For the entries below, how many lines contain the word "arbitrary"? Reply with the number and nothing else.

:::::

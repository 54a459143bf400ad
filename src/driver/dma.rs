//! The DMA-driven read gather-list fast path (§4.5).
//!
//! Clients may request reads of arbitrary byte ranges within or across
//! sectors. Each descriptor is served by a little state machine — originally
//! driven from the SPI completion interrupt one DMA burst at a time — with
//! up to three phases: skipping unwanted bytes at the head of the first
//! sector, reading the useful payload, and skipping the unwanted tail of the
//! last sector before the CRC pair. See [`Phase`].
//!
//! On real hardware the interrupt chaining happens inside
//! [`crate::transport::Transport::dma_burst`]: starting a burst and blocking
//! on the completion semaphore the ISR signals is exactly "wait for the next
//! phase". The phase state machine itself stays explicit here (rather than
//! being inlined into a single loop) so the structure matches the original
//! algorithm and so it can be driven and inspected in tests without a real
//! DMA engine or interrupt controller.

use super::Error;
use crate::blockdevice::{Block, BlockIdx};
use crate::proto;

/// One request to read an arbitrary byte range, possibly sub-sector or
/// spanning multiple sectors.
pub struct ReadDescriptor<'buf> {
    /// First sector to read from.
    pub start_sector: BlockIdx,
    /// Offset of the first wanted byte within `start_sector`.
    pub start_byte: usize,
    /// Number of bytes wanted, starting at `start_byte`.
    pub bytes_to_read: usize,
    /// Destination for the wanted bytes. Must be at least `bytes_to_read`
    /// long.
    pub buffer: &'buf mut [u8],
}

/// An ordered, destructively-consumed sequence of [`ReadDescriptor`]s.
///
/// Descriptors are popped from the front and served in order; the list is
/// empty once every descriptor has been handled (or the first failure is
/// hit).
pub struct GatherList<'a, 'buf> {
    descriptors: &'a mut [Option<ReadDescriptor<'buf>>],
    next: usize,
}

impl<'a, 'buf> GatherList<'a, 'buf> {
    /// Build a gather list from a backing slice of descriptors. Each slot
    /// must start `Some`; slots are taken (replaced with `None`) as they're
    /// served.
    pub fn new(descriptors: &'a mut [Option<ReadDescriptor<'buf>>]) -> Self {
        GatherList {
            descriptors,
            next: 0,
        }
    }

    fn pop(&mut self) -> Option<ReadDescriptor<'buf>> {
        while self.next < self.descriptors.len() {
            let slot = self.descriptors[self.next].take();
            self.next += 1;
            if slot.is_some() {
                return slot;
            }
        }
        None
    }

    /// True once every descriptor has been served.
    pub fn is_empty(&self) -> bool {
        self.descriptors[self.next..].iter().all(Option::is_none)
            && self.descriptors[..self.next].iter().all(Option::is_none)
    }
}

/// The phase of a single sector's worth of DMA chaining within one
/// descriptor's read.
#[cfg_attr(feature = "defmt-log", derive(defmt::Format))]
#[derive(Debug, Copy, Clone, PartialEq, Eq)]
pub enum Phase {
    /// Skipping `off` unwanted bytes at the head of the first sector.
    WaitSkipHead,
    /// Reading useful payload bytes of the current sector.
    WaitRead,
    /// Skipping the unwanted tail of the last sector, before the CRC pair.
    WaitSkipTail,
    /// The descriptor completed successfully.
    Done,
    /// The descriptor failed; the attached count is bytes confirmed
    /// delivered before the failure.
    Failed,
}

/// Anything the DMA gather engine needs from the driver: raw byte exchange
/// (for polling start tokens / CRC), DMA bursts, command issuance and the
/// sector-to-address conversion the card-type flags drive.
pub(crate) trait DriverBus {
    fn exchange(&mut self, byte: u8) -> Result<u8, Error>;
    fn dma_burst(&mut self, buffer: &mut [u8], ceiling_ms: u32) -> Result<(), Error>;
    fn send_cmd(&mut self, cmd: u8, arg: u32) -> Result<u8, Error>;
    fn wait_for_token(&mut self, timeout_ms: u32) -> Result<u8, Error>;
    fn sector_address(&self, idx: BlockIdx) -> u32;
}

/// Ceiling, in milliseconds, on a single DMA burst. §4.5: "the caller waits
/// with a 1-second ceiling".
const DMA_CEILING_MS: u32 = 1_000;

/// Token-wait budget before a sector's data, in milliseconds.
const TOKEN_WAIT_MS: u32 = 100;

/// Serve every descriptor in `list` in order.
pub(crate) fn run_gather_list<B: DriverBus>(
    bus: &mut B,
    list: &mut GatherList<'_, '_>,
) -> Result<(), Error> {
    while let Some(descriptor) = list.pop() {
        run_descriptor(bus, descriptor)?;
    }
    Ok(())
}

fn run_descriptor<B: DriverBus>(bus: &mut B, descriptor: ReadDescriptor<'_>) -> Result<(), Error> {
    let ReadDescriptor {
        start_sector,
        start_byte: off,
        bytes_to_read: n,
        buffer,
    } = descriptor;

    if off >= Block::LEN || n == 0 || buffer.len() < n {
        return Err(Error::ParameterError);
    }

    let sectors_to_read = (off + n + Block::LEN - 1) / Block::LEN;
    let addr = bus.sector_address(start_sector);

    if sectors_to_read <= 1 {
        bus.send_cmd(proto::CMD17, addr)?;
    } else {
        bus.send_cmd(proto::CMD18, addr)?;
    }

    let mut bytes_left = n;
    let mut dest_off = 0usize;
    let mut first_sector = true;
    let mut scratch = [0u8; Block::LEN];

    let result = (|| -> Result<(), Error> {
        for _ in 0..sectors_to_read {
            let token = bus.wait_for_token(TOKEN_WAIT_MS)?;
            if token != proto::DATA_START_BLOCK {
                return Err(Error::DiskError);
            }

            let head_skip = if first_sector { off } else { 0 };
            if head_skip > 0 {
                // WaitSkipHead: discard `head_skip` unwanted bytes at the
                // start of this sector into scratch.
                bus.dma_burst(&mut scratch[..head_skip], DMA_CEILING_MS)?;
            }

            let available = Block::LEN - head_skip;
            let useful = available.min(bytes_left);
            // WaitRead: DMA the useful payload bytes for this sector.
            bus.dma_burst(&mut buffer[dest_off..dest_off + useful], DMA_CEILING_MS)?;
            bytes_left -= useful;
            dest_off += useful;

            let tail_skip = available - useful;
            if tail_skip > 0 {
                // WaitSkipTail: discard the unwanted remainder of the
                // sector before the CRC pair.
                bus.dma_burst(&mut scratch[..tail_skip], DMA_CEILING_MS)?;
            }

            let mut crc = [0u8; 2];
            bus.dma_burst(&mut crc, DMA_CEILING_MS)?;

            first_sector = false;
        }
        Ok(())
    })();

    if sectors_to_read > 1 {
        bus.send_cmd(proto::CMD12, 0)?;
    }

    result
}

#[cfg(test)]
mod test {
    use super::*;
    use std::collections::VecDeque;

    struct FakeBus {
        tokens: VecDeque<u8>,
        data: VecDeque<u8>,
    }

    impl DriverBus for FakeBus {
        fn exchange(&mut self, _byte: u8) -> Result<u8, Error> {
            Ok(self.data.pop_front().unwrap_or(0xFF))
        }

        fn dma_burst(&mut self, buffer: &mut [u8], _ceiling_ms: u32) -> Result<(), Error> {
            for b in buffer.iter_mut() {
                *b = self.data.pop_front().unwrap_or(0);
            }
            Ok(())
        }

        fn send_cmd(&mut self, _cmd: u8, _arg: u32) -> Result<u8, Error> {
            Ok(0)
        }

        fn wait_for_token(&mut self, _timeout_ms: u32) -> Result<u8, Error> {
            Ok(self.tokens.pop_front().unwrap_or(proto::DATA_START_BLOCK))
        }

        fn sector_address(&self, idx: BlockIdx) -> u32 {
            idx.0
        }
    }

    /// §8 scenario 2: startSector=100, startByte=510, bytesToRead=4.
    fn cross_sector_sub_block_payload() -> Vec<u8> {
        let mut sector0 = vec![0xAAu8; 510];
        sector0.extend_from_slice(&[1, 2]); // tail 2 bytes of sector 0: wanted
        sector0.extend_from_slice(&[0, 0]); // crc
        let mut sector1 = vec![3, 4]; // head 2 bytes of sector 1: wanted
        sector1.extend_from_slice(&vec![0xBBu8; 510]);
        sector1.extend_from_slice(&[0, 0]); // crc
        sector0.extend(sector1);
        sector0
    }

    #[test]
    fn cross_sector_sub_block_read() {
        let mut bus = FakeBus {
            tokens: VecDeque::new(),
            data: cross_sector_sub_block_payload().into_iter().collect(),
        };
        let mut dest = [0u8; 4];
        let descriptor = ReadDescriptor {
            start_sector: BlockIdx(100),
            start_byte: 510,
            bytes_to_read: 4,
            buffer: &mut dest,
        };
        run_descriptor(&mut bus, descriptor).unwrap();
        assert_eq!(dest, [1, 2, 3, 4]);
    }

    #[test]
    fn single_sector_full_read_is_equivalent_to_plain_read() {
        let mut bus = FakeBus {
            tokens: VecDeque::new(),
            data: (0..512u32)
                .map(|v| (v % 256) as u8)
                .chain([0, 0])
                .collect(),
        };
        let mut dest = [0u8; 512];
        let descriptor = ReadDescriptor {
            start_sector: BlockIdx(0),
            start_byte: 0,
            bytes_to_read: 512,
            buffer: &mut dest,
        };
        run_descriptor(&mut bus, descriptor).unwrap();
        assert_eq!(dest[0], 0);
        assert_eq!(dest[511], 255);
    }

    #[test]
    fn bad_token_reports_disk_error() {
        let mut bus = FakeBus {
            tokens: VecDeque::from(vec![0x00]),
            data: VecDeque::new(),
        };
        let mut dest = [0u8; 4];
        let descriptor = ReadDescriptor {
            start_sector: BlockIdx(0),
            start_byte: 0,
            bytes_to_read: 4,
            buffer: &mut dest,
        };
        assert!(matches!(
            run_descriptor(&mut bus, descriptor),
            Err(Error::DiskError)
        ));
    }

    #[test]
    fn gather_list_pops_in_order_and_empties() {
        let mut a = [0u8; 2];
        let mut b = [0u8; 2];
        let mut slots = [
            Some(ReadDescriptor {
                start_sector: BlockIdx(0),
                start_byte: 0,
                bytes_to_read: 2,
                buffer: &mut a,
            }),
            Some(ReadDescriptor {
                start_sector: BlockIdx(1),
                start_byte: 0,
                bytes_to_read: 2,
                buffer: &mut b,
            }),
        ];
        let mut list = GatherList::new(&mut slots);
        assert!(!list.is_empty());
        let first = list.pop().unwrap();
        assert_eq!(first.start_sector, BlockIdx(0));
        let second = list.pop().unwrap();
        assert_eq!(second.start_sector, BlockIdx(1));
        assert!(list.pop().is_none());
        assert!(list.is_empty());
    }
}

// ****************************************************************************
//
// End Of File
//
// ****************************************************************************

:::::

WRITTEN RESPONSE
2